**Work instructions:** The data below holds a line containing "NodeIndex, end: NodeIndex)" and a line containing "optional and on a"; please quote exactly those two lines and every line between them, and nothing else.

Stored data entries
- - - - - - -
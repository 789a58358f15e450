// All-pairs distance matrix over an ordered point list

use crate::error::{PlannerError, Result};
use crate::models::{Distance, GeoPoint, Location, NodeIndex};
use std::collections::HashMap;

/// Symmetric square matrix of great-circle distances in kilometers
#[derive(Debug, Clone, PartialEq)]
pub struct DistanceMatrix {
    distances: Vec<Vec<Distance>>,
}

impl DistanceMatrix {
    /// Builds the matrix for the given points, in order
    pub fn build(points: &[GeoPoint]) -> Self {
        let locations: Vec<Location> = points.iter().map(|p| p.location).collect();
        Self::from_locations(&locations)
    }

    /// Builds the matrix for named points, looking each one up in `resolved`.
    /// Fails on the first name without a coordinate.
    pub fn build_for<S: AsRef<str>>(
        names: &[S],
        resolved: &HashMap<String, GeoPoint>,
    ) -> Result<Self> {
        let locations = names
            .iter()
            .map(|name| {
                resolved
                    .get(name.as_ref())
                    .map(|point| point.location)
                    .ok_or_else(|| PlannerError::MissingCoordinate(name.as_ref().to_string()))
            })
            .collect::<Result<Vec<_>>>()?;

        Ok(Self::from_locations(&locations))
    }

    pub fn from_locations(locations: &[Location]) -> Self {
        let n = locations.len();
        let mut distances = vec![vec![0.0; n]; n];

        // Upper triangle only, mirrored below
        for i in 0..n {
            for j in (i + 1)..n {
                let distance = locations[i].distance_to(&locations[j]);
                distances[i][j] = distance;
                distances[j][i] = distance;
            }
        }

        Self { distances }
    }

    /// Wraps precomputed rows. Every row must have one entry per row;
    /// symmetry is left to the caller.
    pub fn from_rows(distances: Vec<Vec<Distance>>) -> Result<Self> {
        let size = distances.len();
        if let Some((row, entries)) = distances
            .iter()
            .enumerate()
            .find(|(_, entries)| entries.len() != size)
        {
            return Err(PlannerError::RaggedMatrix {
                row,
                len: entries.len(),
                size,
            });
        }

        Ok(Self { distances })
    }

    pub fn size(&self) -> usize {
        self.distances.len()
    }

    pub fn is_empty(&self) -> bool {
        self.distances.is_empty()
    }

    pub fn get(&self, from: NodeIndex, to: NodeIndex) -> Distance {
        self.distances[from][to]
    }

    pub fn row(&self, from: NodeIndex) -> &[Distance] {
        &self.distances[from]
    }

    /// Sum of the distances between consecutive nodes of `path`
    pub fn path_length(&self, path: &[NodeIndex]) -> Distance {
        path.windows(2).map(|leg| self.get(leg[0], leg[1])).sum()
    }

    pub fn is_symmetric(&self, tolerance: f64) -> bool {
        let n = self.size();
        (0..n).all(|i| {
            self.distances[i].len() == n
                && self.distances[i][i].abs() <= tolerance
                && (0..i).all(|j| (self.distances[i][j] - self.distances[j][i]).abs() <= tolerance)
        })
    }
}

#[cfg(test)]
mod tests {
    use super::*;

    fn sample_points() -> Vec<GeoPoint> {
        vec![
            GeoPoint::start("A", 0.0, 0.0),
            GeoPoint::waypoint("B", 0.0, 1.0),
            GeoPoint::end("C", 0.0, 2.0),
        ]
    }

    #[test]
    fn test_build_is_symmetric_with_zero_diagonal() {
        let matrix = DistanceMatrix::build(&sample_points());

        assert_eq!(matrix.size(), 3);
        assert!(matrix.is_symmetric(0.0));
        for i in 0..3 {
            assert_eq!(matrix.get(i, i), 0.0);
        }
        assert!(matrix.get(0, 2) > matrix.get(0, 1));
    }

    #[test]
    fn test_build_for_reports_missing_coordinate() {
        let resolved: HashMap<String, GeoPoint> = sample_points()
            .into_iter()
            .map(|p| (p.name.clone(), p))
            .collect();

        let matrix = DistanceMatrix::build_for(&["A", "C"], &resolved).unwrap();
        assert_eq!(matrix.size(), 2);

        let err = DistanceMatrix::build_for(&["A", "Z", "C"], &resolved).unwrap_err();
        assert!(matches!(err, PlannerError::MissingCoordinate(name) if name == "Z"));
    }

    #[test]
    fn test_path_length() {
        let matrix = DistanceMatrix::build(&sample_points());
        let expected = matrix.get(0, 1) + matrix.get(1, 2);

        assert_eq!(matrix.path_length(&[0, 1, 2]), expected);
        assert_eq!(matrix.path_length(&[0]), 0.0);
        assert_eq!(matrix.path_length(&[]), 0.0);
    }

    #[test]
    fn test_empty_matrix() {
        let matrix = DistanceMatrix::build(&[]);
        assert!(matrix.is_empty());
        assert!(matrix.is_symmetric(0.0));
    }

    #[test]
    fn test_from_rows_rejects_non_square_input() {
        let ragged = vec![vec![0.0, 1.0], vec![1.0]];
        let err = DistanceMatrix::from_rows(ragged).unwrap_err();
        assert!(matches!(err, PlannerError::RaggedMatrix { row: 1, len: 1, size: 2 }));

        let wide = vec![vec![0.0, 1.0, 2.0], vec![1.0, 0.0, 3.0]];
        let err = DistanceMatrix::from_rows(wide).unwrap_err();
        assert!(matches!(err, PlannerError::RaggedMatrix { row: 0, len: 3, size: 2 }));

        let square = DistanceMatrix::from_rows(vec![vec![0.0, 4.0], vec![4.0, 0.0]]).unwrap();
        assert_eq!(square.size(), 2);
        assert_eq!(square.get(1, 0), 4.0);
    }
}
pub mod dijkstra;
pub mod nearest_neighbor;

use crate::error::{PlannerError, Result};
use crate::models::NodeIndex;
use crate::utils::matrix::DistanceMatrix;
use serde::{Deserialize, Serialize};
use std::fmt;
use std::str::FromStr;

pub use self::dijkstra::DijkstraSolver;
pub use self::nearest_neighbor::NearestNeighborSolver;

/// Trait for strategies that order the nodes of a distance matrix
/// between a pinned start and end node
pub trait PathSolver {
    /// Returns the visiting order as node indices, beginning at `start`
    /// and ending at `end`
    fn solve(&self, matrix: &DistanceMatrix, start: NodeIndex, end: NodeIndex)
        -> Result<Vec<NodeIndex>>;
}

/// Ordering strategy selectable by the user.
///
/// The two strategies answer different questions:
/// - `NearestNeighbor` visits every waypoint (a greedy full tour, not guaranteed optimal).
/// - `Dijkstra` finds the shortest start-to-end path; waypoints are optional and on a
///   complete graph it usually goes straight from start to end.
#[derive(Debug, Clone, Copy, PartialEq, Eq, Hash, Default, Serialize, Deserialize)]
#[serde(rename_all = "snake_case")]
pub enum Algorithm {
    #[default]
    NearestNeighbor,
    Dijkstra,
}

impl Algorithm {
    pub const ALL: [Algorithm; 2] = [Algorithm::NearestNeighbor, Algorithm::Dijkstra];

    pub fn name(&self) -> &'static str {
        match self {
            Algorithm::NearestNeighbor => "Nearest neighbor",
            Algorithm::Dijkstra => "Dijkstra",
        }
    }

    pub fn description(&self) -> &'static str {
        match self {
            Algorithm::NearestNeighbor => "greedy, always picks nearest unvisited point",
            Algorithm::Dijkstra => {
                "single-source shortest path, guarantees optimum for the point-to-point leg"
            }
        }
    }

    /// Whether the returned path is guaranteed to contain every node
    pub fn visits_all_points(&self) -> bool {
        matches!(self, Algorithm::NearestNeighbor)
    }

    pub fn solver(&self) -> Box<dyn PathSolver> {
        match self {
            Algorithm::NearestNeighbor => Box::new(NearestNeighborSolver),
            Algorithm::Dijkstra => Box::new(DijkstraSolver),
        }
    }
}

impl fmt::Display for Algorithm {
    fn fmt(&self, f: &mut fmt::Formatter<'_>) -> fmt::Result {
        f.write_str(self.name())
    }
}

impl FromStr for Algorithm {
    type Err = PlannerError;

    fn from_str(s: &str) -> Result<Self> {
        match s.trim().to_ascii_lowercase().replace(['-', ' '], "_").as_str() {
            "nearest" | "nearest_neighbor" | "nn" => Ok(Algorithm::NearestNeighbor),
            "dijkstra" => Ok(Algorithm::Dijkstra),
            other => Err(PlannerError::config(format!("unknown algorithm: {other}"))),
        }
    }
}

/// Orders the nodes of `matrix` from `start` to `end` with the chosen strategy.
///
/// Fails with `NoValidPath` for fewer than two nodes, for out-of-range or identical
/// anchors, and when the strategy cannot connect them.
pub fn order(
    matrix: &DistanceMatrix,
    start: NodeIndex,
    end: NodeIndex,
    algorithm: Algorithm,
) -> Result<Vec<NodeIndex>> {
    let n = matrix.size();
    if n < 2 || start >= n || end >= n || start == end {
        return Err(PlannerError::NoValidPath);
    }

    let path = algorithm.solver().solve(matrix, start, end)?;

    if path.first() != Some(&start) || path.last() != Some(&end) {
        return Err(PlannerError::NoValidPath);
    }

    Ok(path)
}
- - - - - - -
**Answer below:**
    fn solve(&self, matrix: &DistanceMatrix, start: NodeIndex, end: NodeIndex)
        -> Result<Vec<NodeIndex>>;
}

/// Ordering strategy selectable by the user.
///
/// The two strategies answer different questions:
/// - `NearestNeighbor` visits every waypoint (a greedy full tour, not guaranteed optimal).
/// - `Dijkstra` finds the shortest start-to-end path; waypoints are optional and on a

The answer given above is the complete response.